[Collected data entries]
·····
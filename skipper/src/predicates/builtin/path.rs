//! `Path`, `PathSubtree`, `PathRegex` - the three path-matching predicates
//! spec.md §4.2 ranks "literal > prefix/subtree > regex > none".

use regex::Regex;

use crate::route::predicate::{Facet, PathHint, PathSpecificity};
use crate::route::{Predicate, PredicateError, PredicateSpec, RequestInfo, Value};

fn single_string_arg(name: &str, args: &[Value]) -> Result<String, PredicateError> {
    match args {
        [Value::Str(s)] => Ok(s.clone()),
        [other] => Err(PredicateError::InvalidArgument {
            name: name.to_string(),
            index: 0,
            reason: format!("expected a string, got {other}"),
        }),
        _ => Err(PredicateError::Arity {
            name: name.to_string(),
            expected: "1 string argument",
            got: args.len(),
        }),
    }
}

/// `Path("/users/{id}")`. Matches exactly, including `matchit`-style named
/// and wildcard path template segments.
pub struct Path {
    pattern: String,
    router: matchit::Router<()>,
}

impl Predicate for Path {
    fn matches(&self, req: &RequestInfo<'_>) -> bool {
        self.router.at(req.uri.path()).is_ok()
    }

    fn facet(&self) -> Facet {
        Facet::Path(PathSpecificity::Literal)
    }

    fn path_hint(&self) -> Option<PathHint> {
        Some(PathHint::Literal(self.pattern.clone()))
    }
}

pub struct PathSpec;
impl PredicateSpec for PathSpec {
    fn name(&self) -> &str {
        "Path"
    }

    fn create(&self, args: &[Value]) -> Result<Box<dyn Predicate>, PredicateError> {
        let pattern = single_string_arg("Path", args)?;
        let mut router = matchit::Router::new();
        router.insert(&pattern, ()).map_err(|e| PredicateError::InvalidArgument {
            name: "Path".to_string(),
            index: 0,
            reason: e.to_string(),
        })?;
        Ok(Box::new(Path { pattern, router }))
    }
}

/// `PathSubtree("/api")`. Matches the path itself and anything nested
/// under it.
pub struct PathSubtree {
    prefix: String,
}

impl Predicate for PathSubtree {
    fn matches(&self, req: &RequestInfo<'_>) -> bool {
        let path = req.uri.path();
        path == self.prefix || path.strip_prefix(&self.prefix).is_some_and(|rest| rest.starts_with('/'))
    }

    fn facet(&self) -> Facet {
        Facet::Path(PathSpecificity::Prefix)
    }

    fn path_hint(&self) -> Option<PathHint> {
        Some(PathHint::Prefix(self.prefix.clone()))
    }
}

pub struct PathSubtreeSpec;
impl PredicateSpec for PathSubtreeSpec {
    fn name(&self) -> &str {
        "PathSubtree"
    }

    fn create(&self, args: &[Value]) -> Result<Box<dyn Predicate>, PredicateError> {
        let prefix = single_string_arg("PathSubtree", args)?;
        Ok(Box::new(PathSubtree {
            prefix: prefix.trim_end_matches('/').to_string(),
        }))
    }
}

/// `PathRegex("^/api/v[0-9]+/.*")`. Least specific of the path family; has
/// no fixed literal/prefix component, so the matching tree can't index it
/// and every lookup evaluates it directly.
pub struct PathRegex {
    regex: Regex,
}

impl Predicate for PathRegex {
    fn matches(&self, req: &RequestInfo<'_>) -> bool {
        self.regex.is_match(req.uri.path())
    }

    fn facet(&self) -> Facet {
        Facet::Path(PathSpecificity::Regex)
    }
}

pub struct PathRegexSpec;
impl PredicateSpec for PathRegexSpec {
    fn name(&self) -> &str {
        "PathRegex"
    }

    fn create(&self, args: &[Value]) -> Result<Box<dyn Predicate>, PredicateError> {
        let pattern = single_string_arg("PathRegex", args)?;
        let regex = Regex::new(&pattern).map_err(|e| PredicateError::InvalidArgument {
            name: "PathRegex".to_string(),
            index: 0,
            reason: e.to_string(),
        })?;
        Ok(Box::new(PathRegex { regex }))
    }
}

#[cfg(test)]
mod tests {
    use super::*;

    fn req(path: &str) -> (http::Uri, http::HeaderMap) {
        (path.parse().unwrap(), http::HeaderMap::new())
    }

    fn info<'a>(uri: &'a http::Uri, headers: &'a http::HeaderMap) -> RequestInfo<'a> {
        RequestInfo {
            method: &http::Method::GET,
            uri,
            headers,
            client_addr: None,
        }
    }

    #[test]
    fn path_matches_literal_and_template() {
        let p = PathSpec.create(&[Value::from("/users/{id}")]).unwrap();
        let (uri, headers) = req("/users/42");
        assert!(p.matches(&info(&uri, &headers)));
        let (uri, headers) = req("/users");
        assert!(!p.matches(&info(&uri, &headers)));
    }

    #[test]
    fn path_subtree_matches_nested_and_exact() {
        let p = PathSubtreeSpec.create(&[Value::from("/api")]).unwrap();
        for path in ["/api", "/api/v1/x"] {
            let (uri, headers) = req(path);
            assert!(p.matches(&info(&uri, &headers)));
        }
        let (uri, headers) = req("/apix");
        assert!(!p.matches(&info(&uri, &headers)));
    }

    #[test]
    fn path_regex_matches_pattern() {
        let p = PathRegexSpec.create(&[Value::from("^/v[0-9]+/.*")]).unwrap();
        let (uri, headers) = req("/v2/things");
        assert!(p.matches(&info(&uri, &headers)));
        let (uri, headers) = req("/other");
        assert!(!p.matches(&info(&uri, &headers)));
    }
}
//! The admin/observability surface (spec.md §6): the current route table as
//! text, a single route by id, a metrics snapshot, and liveness/readiness -
//! the core exposes these, a shell binds them to a port. No metrics
//! exporter sink is implemented (spec.md Non-goals); the snapshot here is
//! a plain JSON dump of the counters `skipper::endpoint` already tracks.

use std::sync::atomic::{AtomicBool, Ordering};
use std::sync::Arc;
use std::time::Instant;

use axum::extract::{Path, State};
use axum::http::StatusCode;
use axum::response::{IntoResponse, Response};
use axum::routing::get;
use axum::{Json, Router};
use serde::Serialize;

use crate::endpoint::EndpointRegistry;
use crate::engine::RoutingEngine;
use crate::engine::table::RoutingTable;
use crate::route::{Backend, CompiledRoute};

struct AdminState {
    engine: Arc<RoutingEngine>,
    endpoint_registry: Arc<EndpointRegistry>,
    started_at: Instant,
}

/// Builds the admin router, plus the readiness flag the bootstrap task
/// flips (via [`ReadyFlag::mark_ready`]) once the engine's first table
/// publication completes (after `RoutingEngine::wait_for_first_load`).
pub fn router(engine: Arc<RoutingEngine>, endpoint_registry: Arc<EndpointRegistry>) -> (Router, Arc<ReadyFlag>) {
    let ready = Arc::new(ReadyFlag(AtomicBool::new(false)));
    let state = Arc::new(AdminState {
        engine,
        endpoint_registry,
        started_at: Instant::now(),
    });
    let router = Router::new()
        .route("/routes", get(list_routes))
        .route("/routes/{id}", get(get_route))
        .route("/metrics", get(metrics))
        .route("/healthz", get(healthz))
        .route("/readyz", get(readyz))
        .with_state((state, ready.clone()));
    (router, ready)
}

/// Shared flip-once readiness signal, set by the caller once the routing
/// engine has published its first table.
pub struct ReadyFlag(AtomicBool);

impl ReadyFlag {
    pub fn mark_ready(&self) {
        self.0.store(true, Ordering::Release);
    }

    fn is_ready(&self) -> bool {
        self.0.load(Ordering::Acquire)
    }
}

type SharedState = (Arc<AdminState>, Arc<ReadyFlag>);

async fn list_routes(State((state, _)): State<SharedState>) -> Response {
    let table = state.engine.table();
    (StatusCode::OK, render_table(&table)).into_response()
}

async fn get_route(State((state, _)): State<SharedState>, Path(id): Path<String>) -> Response {
    let table = state.engine.table();
    match table.routes().iter().find(|r| r.id.as_ref() == id.as_str()) {
        Some(route) => (StatusCode::OK, render_route(route)).into_response(),
        None => (StatusCode::NOT_FOUND, format!("no route with id {id:?}\n")).into_response(),
    }
}

#[derive(Serialize)]
struct MetricsSnapshot {
    uptime_seconds: u64,
    route_count: usize,
    endpoints: Vec<EndpointMetrics>,
}

#[derive(Serialize)]
struct EndpointMetrics {
    endpoint: String,
    in_flight: i64,
    drop_probability: f64,
}

async fn metrics(State((state, _)): State<SharedState>) -> Json<MetricsSnapshot> {
    let table = state.engine.table();
    let endpoints = state
        .endpoint_registry
        .snapshot_with_descriptor()
        .into_iter()
        .map(|(descriptor, metrics)| EndpointMetrics {
            endpoint: descriptor.to_string(),
            in_flight: metrics.in_flight(),
            drop_probability: metrics.drop_probability(),
        })
        .collect();

    Json(MetricsSnapshot {
        uptime_seconds: state.started_at.elapsed().as_secs(),
        route_count: table.len(),
        endpoints,
    })
}

async fn healthz() -> StatusCode {
    StatusCode::OK
}

async fn readyz(State((_, ready)): State<SharedState>) -> StatusCode {
    if ready.is_ready() {
        StatusCode::OK
    } else {
        StatusCode::SERVICE_UNAVAILABLE
    }
}

/// Best-effort eskip-shaped rendering of the table. Compiled predicates and
/// filters don't retain their constructor arguments (only name + weight, or
/// name + the bound instance), so this isn't a strict eskip grammar
/// round-trip - spec.md's Non-goals place the eskip grammar itself out of
/// this crate's scope.
fn render_table(table: &RoutingTable) -> String {
    table.routes().iter().map(render_route).collect::<Vec<_>>().join("\n")
}

fn render_route(route: &CompiledRoute) -> String {
    let predicates = route
        .predicates
        .iter()
        .map(|p| format!("{}(weight={})", p.name, p.weight))
        .collect::<Vec<_>>()
        .join(" && ");
    let filters = route.filters.iter().map(|f| f.name.clone()).collect::<Vec<_>>();
    let backend = match &route.backend {
        Backend::Network(uri) => format!("\"{uri}\""),
        Backend::Shunt => "<shunt>".to_string(),
        Backend::Loopback => "<loopback>".to_string(),
        Backend::Dynamic => "<dynamic>".to_string(),
        Backend::LoadBalanced(lb) => format!(
            "<{:?}, {}>",
            lb.balancer.algorithm(),
            lb.endpoints.iter().map(|e| format!("{e:?}")).collect::<Vec<_>>().join(", ")
        ),
    };

    let mut line = format!("{}: {}", route.id, predicates);
    for filter in filters {
        line.push_str(" -> ");
        line.push_str(&filter);
    }
    line.push_str(" -> ");
    line.push_str(&backend);
    line.push(';');
    line
}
·····
**ASSIGNMENT**
What is the number of lines in the entries above that include the word "PathSpecificity"? Answer with that number alone.

**TASK RESULT**
4